# Given records:
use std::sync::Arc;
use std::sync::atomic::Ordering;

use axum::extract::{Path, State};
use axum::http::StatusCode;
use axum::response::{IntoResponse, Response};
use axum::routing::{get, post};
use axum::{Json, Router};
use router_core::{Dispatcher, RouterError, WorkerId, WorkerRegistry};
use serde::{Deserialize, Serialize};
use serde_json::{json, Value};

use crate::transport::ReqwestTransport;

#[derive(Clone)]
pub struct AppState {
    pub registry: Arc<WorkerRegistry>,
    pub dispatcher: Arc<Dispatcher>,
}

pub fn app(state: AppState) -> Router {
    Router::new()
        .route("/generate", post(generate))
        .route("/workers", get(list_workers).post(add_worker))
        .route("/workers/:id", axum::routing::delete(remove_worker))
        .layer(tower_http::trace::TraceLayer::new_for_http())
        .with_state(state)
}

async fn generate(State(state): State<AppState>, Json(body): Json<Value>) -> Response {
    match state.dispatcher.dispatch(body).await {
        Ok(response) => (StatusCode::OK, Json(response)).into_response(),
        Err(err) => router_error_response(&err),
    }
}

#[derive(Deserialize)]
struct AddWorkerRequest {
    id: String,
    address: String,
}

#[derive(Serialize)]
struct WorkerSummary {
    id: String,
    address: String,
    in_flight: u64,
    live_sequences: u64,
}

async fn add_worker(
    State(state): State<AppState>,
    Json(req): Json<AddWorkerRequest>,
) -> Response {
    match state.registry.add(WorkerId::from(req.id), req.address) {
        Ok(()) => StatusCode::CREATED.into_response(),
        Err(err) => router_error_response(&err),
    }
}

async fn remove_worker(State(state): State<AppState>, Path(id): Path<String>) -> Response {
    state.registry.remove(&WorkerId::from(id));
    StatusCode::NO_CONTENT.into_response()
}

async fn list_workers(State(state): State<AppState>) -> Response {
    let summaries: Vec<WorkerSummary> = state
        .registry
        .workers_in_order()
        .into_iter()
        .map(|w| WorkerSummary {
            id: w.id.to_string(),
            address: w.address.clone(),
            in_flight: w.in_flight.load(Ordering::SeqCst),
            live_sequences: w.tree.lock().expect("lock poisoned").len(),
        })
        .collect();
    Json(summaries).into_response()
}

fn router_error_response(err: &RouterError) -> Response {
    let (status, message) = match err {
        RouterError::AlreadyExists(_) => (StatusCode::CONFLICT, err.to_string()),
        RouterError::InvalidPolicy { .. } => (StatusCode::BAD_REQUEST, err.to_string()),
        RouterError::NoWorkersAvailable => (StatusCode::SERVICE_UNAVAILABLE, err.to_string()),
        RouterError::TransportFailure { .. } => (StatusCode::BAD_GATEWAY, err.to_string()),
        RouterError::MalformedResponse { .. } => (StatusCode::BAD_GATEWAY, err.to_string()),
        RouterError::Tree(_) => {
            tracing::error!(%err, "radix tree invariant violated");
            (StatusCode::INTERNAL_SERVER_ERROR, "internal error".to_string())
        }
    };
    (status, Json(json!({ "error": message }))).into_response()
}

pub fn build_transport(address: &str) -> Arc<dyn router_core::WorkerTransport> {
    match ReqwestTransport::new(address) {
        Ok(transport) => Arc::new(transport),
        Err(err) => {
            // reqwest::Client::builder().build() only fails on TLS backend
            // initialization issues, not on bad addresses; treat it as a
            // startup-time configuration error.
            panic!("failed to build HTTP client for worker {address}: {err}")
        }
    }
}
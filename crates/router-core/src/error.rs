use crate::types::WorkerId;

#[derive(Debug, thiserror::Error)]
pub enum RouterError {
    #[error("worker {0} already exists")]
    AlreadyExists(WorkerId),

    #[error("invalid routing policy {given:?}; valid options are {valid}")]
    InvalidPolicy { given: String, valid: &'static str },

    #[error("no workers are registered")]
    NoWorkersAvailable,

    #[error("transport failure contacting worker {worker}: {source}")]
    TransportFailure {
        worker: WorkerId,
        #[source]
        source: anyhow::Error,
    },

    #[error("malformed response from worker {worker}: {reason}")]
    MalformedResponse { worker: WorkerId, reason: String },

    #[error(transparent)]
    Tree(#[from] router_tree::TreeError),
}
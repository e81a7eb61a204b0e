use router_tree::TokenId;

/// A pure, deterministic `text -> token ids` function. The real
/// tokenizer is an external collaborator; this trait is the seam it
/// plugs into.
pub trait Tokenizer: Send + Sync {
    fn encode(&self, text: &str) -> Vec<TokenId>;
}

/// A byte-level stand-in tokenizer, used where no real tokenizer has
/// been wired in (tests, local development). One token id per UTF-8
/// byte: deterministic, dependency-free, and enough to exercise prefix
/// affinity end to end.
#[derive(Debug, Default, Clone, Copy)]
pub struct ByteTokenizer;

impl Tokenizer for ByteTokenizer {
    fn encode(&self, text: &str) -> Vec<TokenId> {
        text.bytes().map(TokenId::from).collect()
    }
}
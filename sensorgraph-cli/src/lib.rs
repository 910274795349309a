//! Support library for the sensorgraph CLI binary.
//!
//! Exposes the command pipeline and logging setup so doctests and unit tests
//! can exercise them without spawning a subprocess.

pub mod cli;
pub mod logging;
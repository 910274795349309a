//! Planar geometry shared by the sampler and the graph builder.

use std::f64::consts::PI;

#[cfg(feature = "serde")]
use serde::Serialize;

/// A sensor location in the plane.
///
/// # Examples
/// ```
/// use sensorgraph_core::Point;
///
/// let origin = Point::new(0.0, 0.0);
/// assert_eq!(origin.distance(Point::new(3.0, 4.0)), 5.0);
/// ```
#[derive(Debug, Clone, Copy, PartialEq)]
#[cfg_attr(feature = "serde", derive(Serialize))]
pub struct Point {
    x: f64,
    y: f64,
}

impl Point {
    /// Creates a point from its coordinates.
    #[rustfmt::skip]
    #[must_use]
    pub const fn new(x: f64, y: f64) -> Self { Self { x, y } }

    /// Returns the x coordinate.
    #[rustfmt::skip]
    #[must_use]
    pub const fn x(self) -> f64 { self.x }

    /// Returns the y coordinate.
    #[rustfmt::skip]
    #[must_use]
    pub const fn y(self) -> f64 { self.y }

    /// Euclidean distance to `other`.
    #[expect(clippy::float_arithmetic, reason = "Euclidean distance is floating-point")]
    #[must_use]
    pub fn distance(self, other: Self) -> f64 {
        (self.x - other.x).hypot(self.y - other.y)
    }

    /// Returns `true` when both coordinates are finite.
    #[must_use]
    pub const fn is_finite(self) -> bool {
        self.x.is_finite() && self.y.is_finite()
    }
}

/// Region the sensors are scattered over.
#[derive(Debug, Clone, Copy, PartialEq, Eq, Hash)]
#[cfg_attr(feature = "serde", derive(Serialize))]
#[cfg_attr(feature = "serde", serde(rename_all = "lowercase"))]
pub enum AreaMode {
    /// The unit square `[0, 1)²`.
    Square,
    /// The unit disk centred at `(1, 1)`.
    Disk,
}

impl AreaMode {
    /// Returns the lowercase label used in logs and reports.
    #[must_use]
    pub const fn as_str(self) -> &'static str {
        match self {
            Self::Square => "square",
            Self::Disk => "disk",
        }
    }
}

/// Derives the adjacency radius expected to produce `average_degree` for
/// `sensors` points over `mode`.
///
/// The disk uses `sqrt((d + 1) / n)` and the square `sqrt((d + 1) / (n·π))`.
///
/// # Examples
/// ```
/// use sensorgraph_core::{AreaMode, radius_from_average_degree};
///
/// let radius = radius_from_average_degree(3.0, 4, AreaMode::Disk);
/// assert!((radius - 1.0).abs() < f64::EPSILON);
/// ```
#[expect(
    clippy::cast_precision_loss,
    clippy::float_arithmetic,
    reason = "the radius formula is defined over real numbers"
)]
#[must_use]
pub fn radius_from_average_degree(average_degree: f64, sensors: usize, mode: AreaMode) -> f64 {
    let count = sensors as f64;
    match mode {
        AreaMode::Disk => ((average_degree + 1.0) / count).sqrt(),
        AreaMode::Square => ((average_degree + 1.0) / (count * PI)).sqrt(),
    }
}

# Work instructions:
Check each line above for "async" and give the number of lines that match, nothing more.

# Result:
4